Think of it as a milmyeon you eat for the broth, not the chill.
Bibim-milmyeon - more people pick the spicy one
Here’s the interesting part.
At this shop, more regulars seem to favor the spicy bibim version
over the cold-broth one.

The red sauce looks like it’ll be hot and salty,
but it lands surprisingly balanced, more sweet-and-tangy than fiery,
with a quiet hum of sesame oil.
That sauce is the reason people keep calling it the highlight.

The thick, springy noodles hold the sauce well,
and you slurp them straight without scissors.
Even people who found the cold broth too plain
often come around on the spicy one.
If you can’t decide between cold and spicy, order both and share.
This is a place you’ll regret leaving with only half the picture.
A heads-up on spice: Korean “mild” can still surprise visitors,
but the bibim here isn’t aggressively hot, so most people are fine.
Naengmyeon, seasoned skate, and dumplings
There’s naengmyeon too.
The milmyeon and naengmyeon differ mainly in the noodle blend;
the broth and seasoning share the same character.
The naengmyeon noodles get described as oddly konjac-like in texture.

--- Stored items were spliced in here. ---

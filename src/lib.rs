//! Message board
//!
//! In-memory CRUD over messages, exposed as a REST API and a WebSocket
//! protocol. Every mutation is broadcast to connected clients.

pub mod app;
pub mod config;
pub mod error;
pub mod realtime;
pub mod rest;
pub mod server;
pub mod service;
pub mod storage;
pub mod types;

pub use app::App;
pub use error::{BoardError, Result};
pub use server::BoardServer;
pub use service::MessageService;
pub use types::*;

/// Library version
pub const VERSION: &str = env!("CARGO_PKG_VERSION");
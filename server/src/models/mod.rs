pub mod participant;
pub mod scheme;

pub use participant::{NewParticipant, Participant};
pub use scheme::{NewScheme, Scheme};
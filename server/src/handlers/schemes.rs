use askama::Template;
use axum::{extract::State, response::Html, Form};
use tracing::info;

use crate::models::NewScheme;
use crate::services::link_encoder::{image_path, participation_url};
use crate::services::LinkEncodeError;
use crate::state::AppContext;
use crate::utils::error::AppError;

#[derive(Template)]
#[template(path = "home.html")]
pub struct HomeTemplate;

#[derive(Template)]
#[template(path = "display_qr.html")]
pub struct DisplayQrTemplate {
    pub scheme_name: String,
    pub img_path: String,
    pub img_src: String,
    pub participation_url: String,
}

pub async fn scheme_form() -> Result<Html<String>, AppError> {
    Ok(Html(HomeTemplate.render()?))
}

pub async fn create_scheme(
    State(ctx): State<AppContext>,
    Form(form): Form<NewScheme>,
) -> Result<Html<String>, AppError> {
    let scheme_name = form.scheme_name.clone();
    let scheme_id = ctx.schemes.create(form).await?;
    info!(%scheme_id, %scheme_name, "Created scheme");

    let url = participation_url(&ctx.config.base_url, scheme_id);
    let path = image_path(&ctx.config.static_dir, &scheme_name, scheme_id);

    let encoder = ctx.encoder;
    let (task_url, task_path) = (url.clone(), path.clone());
    tokio::task::spawn_blocking(move || -> Result<(), LinkEncodeError> {
        let image = encoder.encode(&task_url)?;
        encoder.save(&image, &task_path)
    })
    .await
    .map_err(|e| AppError::InternalServerError(format!("QR code task failed: {e}")))??;

    info!(%scheme_id, path = %path.display(), "Saved scheme QR code");

    let file_name = path
        .file_name()
        .map(|name| name.to_string_lossy().into_owned())
        .unwrap_or_default();

    let template = DisplayQrTemplate {
        scheme_name,
        img_path: path.display().to_string(),
        img_src: format!("/static/{file_name}"),
        participation_url: url,
    };
    Ok(Html(template.render()?))
}
pub mod link_encoder;
pub mod uploads;

pub use link_encoder::{LinkEncodeError, LinkEncoder};
pub use uploads::{secure_filename, UploadHandler};
use async_trait::async_trait;
use sqlx::PgPool;
use uuid::Uuid;

use super::{ParticipantStore, SchemeStore, StoreError};
use crate::models::{NewParticipant, NewScheme, Scheme};

pub const SQL_INSERT_SCHEME: &str = r#"
INSERT INTO schemes (scheme_name, scheme_description, start_date, end_date)
VALUES ($1, $2, $3, $4)
RETURNING id
"#;

pub const SQL_LOAD_SCHEME: &str = r#"
SELECT id, scheme_name, scheme_description, start_date, end_date, created_at
FROM schemes
WHERE id = $1
"#;

pub const SQL_INSERT_PARTICIPANT: &str = r#"
INSERT INTO participants (scheme_id, scheme_name, name, email, mobile, vehicle_number, image_upload)
VALUES ($1, $2, $3, $4, $5, $6, $7)
RETURNING id
"#;

/// PostgreSQL-backed store. Identifiers come from the column default
/// `gen_random_uuid()`.
#[derive(Clone)]
pub struct PgStore {
    pool: PgPool,
}

impl PgStore {
    pub fn new(pool: PgPool) -> Self {
        Self { pool }
    }
}

#[async_trait]
impl SchemeStore for PgStore {
    async fn create(&self, scheme: NewScheme) -> Result<Uuid, StoreError> {
        let id = sqlx::query_scalar::<_, Uuid>(SQL_INSERT_SCHEME)
            .bind(scheme.scheme_name)
            .bind(scheme.scheme_description)
            .bind(scheme.start_date)
            .bind(scheme.end_date)
            .fetch_one(&self.pool)
            .await?;
        Ok(id)
    }

    async fn get(&self, id: Uuid) -> Result<Scheme, StoreError> {
        sqlx::query_as::<_, Scheme>(SQL_LOAD_SCHEME)
            .bind(id)
            .fetch_optional(&self.pool)
            .await?
            .ok_or(StoreError::NotFound)
    }
}

#[async_trait]
impl ParticipantStore for PgStore {
    async fn create(&self, participant: NewParticipant) -> Result<Uuid, StoreError> {
        let id = sqlx::query_scalar::<_, Uuid>(SQL_INSERT_PARTICIPANT)
            .bind(participant.scheme_id)
            .bind(participant.scheme_name)
            .bind(participant.name)
            .bind(participant.email)
            .bind(participant.mobile)
            .bind(participant.vehicle_number)
            .bind(participant.image_upload)
            .fetch_one(&self.pool)
            .await?;
        Ok(id)
    }
}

Don’t skip the seasoned skate (양념 가오리회).
It’s skate tossed Hamhung-style in a sweet-spicy-tangy dressing,
and laid over the plain mul-milmyeon or the bibim,
it wakes the whole bowl up. “You have to add it” is a common refrain.
At 14,000 won it isn’t cheap,
but it shows off this kitchen’s character better than anything.

The dumplings are popular too:
steamed, well-stuffed, with a soft thin skin.
A bowl of milmyeon plus an order of mandu makes a full meal.

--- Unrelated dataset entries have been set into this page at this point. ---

use std::env;
use std::fmt::Display;
use std::path::PathBuf;
use std::str::FromStr;

use tracing::{info, warn};

pub mod security;

pub use security::create_security_headers_layer;

const DEFAULT_BASE_URL: &str = "http://localhost:3001";
const DEFAULT_HOST: &str = "0.0.0.0";
const DEFAULT_PORT: u16 = 3001;
const DEFAULT_STATIC_DIR: &str = "static";
const DEFAULT_MAX_UPLOAD_BYTES: usize = 10 * 1024 * 1024;

#[derive(Debug, Clone)]
pub struct Config {
    /// PostgreSQL connection string. Without one the server keeps everything in memory.
    pub database_url: Option<String>,
    /// Public address embedded in generated QR codes.
    pub base_url: String,
    pub host: String,
    pub port: u16,
    pub static_dir: PathBuf,
    pub upload_dir: PathBuf,
    pub max_upload_bytes: usize,
    pub production: bool,
}

impl Config {
    pub fn from_env() -> Self {
        Self::from_lookup(|key| env::var(key).ok())
    }

    pub fn from_lookup(lookup: impl Fn(&str) -> Option<String>) -> Self {
        let var = |key: &str| lookup(key).filter(|v| !v.trim().is_empty());

        let static_dir = PathBuf::from(
            var("STATIC_DIR").unwrap_or_else(|| DEFAULT_STATIC_DIR.to_string()),
        );
        let upload_dir = var("UPLOAD_DIR")
            .map(PathBuf::from)
            .unwrap_or_else(|| static_dir.join("uploads"));

        let base_url = var("PUBLIC_BASE_URL")
            .or_else(|| var("LOCALHOST_ADDRESS"))
            .unwrap_or_else(|| {
                info!("PUBLIC_BASE_URL not set, using default: {DEFAULT_BASE_URL}");
                DEFAULT_BASE_URL.to_string()
            });

        Self {
            database_url: var("DATABASE_URL"),
            base_url: base_url.trim_end_matches('/').to_string(),
            host: var("HOST").unwrap_or_else(|| DEFAULT_HOST.to_string()),
            port: parse_or("PORT", var("PORT"), DEFAULT_PORT),
            static_dir,
            upload_dir,
            max_upload_bytes: parse_or(
                "MAX_UPLOAD_BYTES",
                var("MAX_UPLOAD_BYTES"),
                DEFAULT_MAX_UPLOAD_BYTES,
            ),
            production: var("RUST_ENV")
                .map(|v| v.to_lowercase() == "production")
                .unwrap_or(false),
        }
    }

    pub fn bind_address(&self) -> String {
        format!("{}:{}", self.host, self.port)
    }
}

fn parse_or<T>(key: &str, value: Option<String>, default: T) -> T
where
    T: FromStr + Display,
    T::Err: Display,
{
    match value {
        None => default,
        Some(raw) => raw.trim().parse().unwrap_or_else(|e| {
            warn!("Invalid {key} value '{raw}': {e}, using default: {default}");
            default
        }),
    }
}
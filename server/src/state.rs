use std::io;
use std::sync::Arc;

use crate::config::Config;
use crate::services::{LinkEncoder, UploadHandler};
use crate::store::{ParticipantStore, SchemeStore};

/// Everything a request handler needs, built once at startup and handed to
/// the router as state.
#[derive(Clone)]
pub struct AppContext {
    pub schemes: Arc<dyn SchemeStore>,
    pub participants: Arc<dyn ParticipantStore>,
    pub encoder: LinkEncoder,
    pub uploads: UploadHandler,
    pub config: Arc<Config>,
}

impl AppContext {
    /// Builds a context where one backend serves both stores.
    pub fn new<S>(store: Arc<S>, config: Config) -> Self
    where
        S: SchemeStore + ParticipantStore + 'static,
    {
        Self {
            schemes: store.clone(),
            participants: store,
            encoder: LinkEncoder::default(),
            uploads: UploadHandler::new(config.upload_dir.clone()),
            config: Arc::new(config),
        }
    }

    /// Creates the static and upload directories if they are missing.
    pub async fn ensure_dirs(&self) -> io::Result<()> {
        tokio::fs::create_dir_all(&self.config.static_dir).await?;
        self.uploads.ensure_dir().await
    }
}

That said, opinions on the dumplings split a little.
Some find the filling under-seasoned or the skin thick,
so they seem to vary a bit day to day.
Ordering, by the way, is easy even without Korean.
There’s a tablet at each table, and you can also just point
at the menu and hold up fingers for how many. Payment is upfront.
Waiting and parking - worth knowing in advance
Lunch peak, roughly 11:00 to 13:00, usually means a wait.
They run on-site waitlists through an app,
so if one person in your group arrives first and signs in,
you save time.

For a calmer visit, aim for right at the 10:30 opening
or after 2-3 in the afternoon.
Winters and weekdays are noticeably quieter.

Parking is the honest weak point.
There are only three or four spots, the alley is tight,
and at peak times it’s basically full.
Weekdays even bring parking enforcement nearby,
so a nearby public lot or public transit is the easier call.
One travel tip: Google Maps walking and transit directions
are often off in Korea. Naver Map or KakaoMap work far better,
and the Kakao T app is handy for taxis.

A regular on Korean TV
This place shows up on television a lot:
Heo Young-man’s food travel show, Baek Jong-won’s program,
a couple of variety food shows,
and most recently KBS’s “Korean Cuisine, the Table” (episode 732).

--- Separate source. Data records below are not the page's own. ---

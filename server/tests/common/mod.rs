#![allow(dead_code)]

use std::path::{Path, PathBuf};
use std::sync::Arc;

use axum::body::Body;
use axum::http::{header, Request, Response};
use axum::Router;
use http_body_util::BodyExt;
use scheme_server::models::NewScheme;
use scheme_server::store::SchemeStore;
use scheme_server::{create_routes, AppContext, Config, MemoryStore};
use tempfile::TempDir;
use tower::ServiceExt;
use uuid::Uuid;

pub const BASE_URL: &str = "http://qr.test:3001";
const BOUNDARY: &str = "scheme-test-boundary";

pub struct TestApp {
    pub router: Router,
    pub store: Arc<MemoryStore>,
    pub static_dir: PathBuf,
    pub upload_dir: PathBuf,
    // Keeps the directory alive for the duration of the test.
    _dir: TempDir,
}

impl TestApp {
    pub async fn new() -> Self {
        let dir = tempfile::tempdir().expect("tempdir");
        let static_dir = dir.path().join("static");
        let upload_dir = static_dir.join("uploads");

        let config = Config {
            database_url: None,
            base_url: BASE_URL.to_string(),
            host: "127.0.0.1".to_string(),
            port: 0,
            static_dir: static_dir.clone(),
            upload_dir: upload_dir.clone(),
            max_upload_bytes: 1024 * 1024,
            production: false,
        };

        let store = Arc::new(MemoryStore::new());
        let ctx = AppContext::new(store.clone(), config);
        ctx.ensure_dirs().await.expect("create dirs");

        Self {
            router: create_routes(ctx),
            store,
            static_dir,
            upload_dir,
            _dir: dir,
        }
    }

    pub fn root(&self) -> &Path {
        self._dir.path()
    }

    pub async fn send(&self, request: Request<Body>) -> Response<Body> {
        self.router
            .clone()
            .oneshot(request)
            .await
            .expect("router is infallible")
    }

    pub async fn get(&self, uri: &str) -> Response<Body> {
        self.send(Request::get(uri).body(Body::empty()).unwrap()).await
    }

    pub async fn post_form(&self, uri: &str, body: &str) -> Response<Body> {
        let request = Request::post(uri)
            .header(header::CONTENT_TYPE, "application/x-www-form-urlencoded")
            .body(Body::from(body.to_string()))
            .unwrap();
        self.send(request).await
    }

    pub async fn post_multipart(&self, uri: &str, body: Vec<u8>) -> Response<Body> {
        let request = Request::post(uri)
            .header(
                header::CONTENT_TYPE,
                format!("multipart/form-data; boundary={BOUNDARY}"),
            )
            .body(Body::from(body))
            .unwrap();
        self.send(request).await
    }

    pub async fn seed_scheme(&self, name: &str) -> Uuid {
        self.store
            .create(NewScheme {
                scheme_name: name.to_string(),
                scheme_description: "desc".to_string(),
                start_date: "2024-06-01".to_string(),
                end_date: "2024-08-31".to_string(),
            })
            .await
            .expect("seed scheme")
    }
}

pub async fn body_text(response: Response<Body>) -> String {
    let bytes = response
        .into_body()
        .collect()
        .await
        .expect("read body")
        .to_bytes();
    String::from_utf8(bytes.to_vec()).expect("utf-8 body")
}

pub struct Attachment<'a> {
    pub filename: &'a str,
    pub contents: &'a [u8],
}

pub fn multipart_body(fields: &[(&str, &str)], attachment: Option<Attachment<'_>>) -> Vec<u8> {
    let mut body = Vec::new();
    for (name, value) in fields {
        body.extend_from_slice(
            format!(
                "--{BOUNDARY}\r\nContent-Disposition: form-data; name=\"{name}\"\r\n\r\n{value}\r\n"
            )
            .as_bytes(),
        );
    }
    if let Some(file) = attachment {
        body.extend_from_slice(
            format!(
                "--{BOUNDARY}\r\nContent-Disposition: form-data; name=\"image_upload\"; filename=\"{}\"\r\nContent-Type: image/png\r\n\r\n",
                file.filename
            )
            .as_bytes(),
        );
        body.extend_from_slice(file.contents);
        body.extend_from_slice(b"\r\n");
    }
    body.extend_from_slice(format!("--{BOUNDARY}--\r\n").as_bytes());
    body
}

pub fn participant_fields() -> Vec<(&'static str, &'static str)> {
    vec![
        ("name", "Asha Rao"),
        ("email", "asha@example.com"),
        ("mobile", "9876543210"),
        ("vehicle_number", "KA01AB1234"),
    ]
}

/// Decodes the single QR code in a PNG file.
pub fn decode_qr(path: &Path) -> String {
    let image = image::open(path).expect("open QR image").to_luma8();
    let mut prepared = rqrr::PreparedImage::prepare_from_greyscale(
        image.width() as usize,
        image.height() as usize,
        |x, y| image.get_pixel(x as u32, y as u32).0[0],
    );
    let grids = prepared.detect_grids();
    assert_eq!(grids.len(), 1, "expected one QR code in {}", path.display());
    grids[0].decode().expect("decode QR").1
}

That last one framed milmyeon as a refugee’s dish,
tying it to the longing in the old song “Come Back to Busan Port.”
It also introduced the third-generation owner and his son,
who now run the kitchen together.

The blue ribbons and broadcast badges covering the alley wall
make it pretty clear this isn’t a line that formed by accident.
The parts that aren’t perfect
A few honest caveats, because all praise reads like an ad.
One, hygiene.
There are recurring notes about water spots on the dishes
or a smell near the alley entrance. If you’re sensitive, keep it in mind.
Two, pace.
At peak hours dishes come out one at a time, almost like a course,
and a cold bowl can take close to half an hour.
Come when you have time to spare.
Three, portions.
The small size really is small,
so a big eater should go for the large or add a noodle portion.
So, is it worth it?
People split sharply here.
Some call it the milmyeon of their life;
others shrug and say it’s not far from their neighborhood spot.

Here’s the short version.
If you want bold, icy, instantly punchy noodles, you might tilt your head.
If you want the depth of a plain beef broth
and a hundred years of backstory in one bowl,
it earns the trip.
It clicks especially well for fans of Pyongyang-style cold noodles
and for anyone who loves the worn-in feel of an old Korean restaurant.

Busan has no shortage of milmyeon shops.
But if the question is where Busan’s milmyeon actually began,
the answer keeps leading back to this one alley.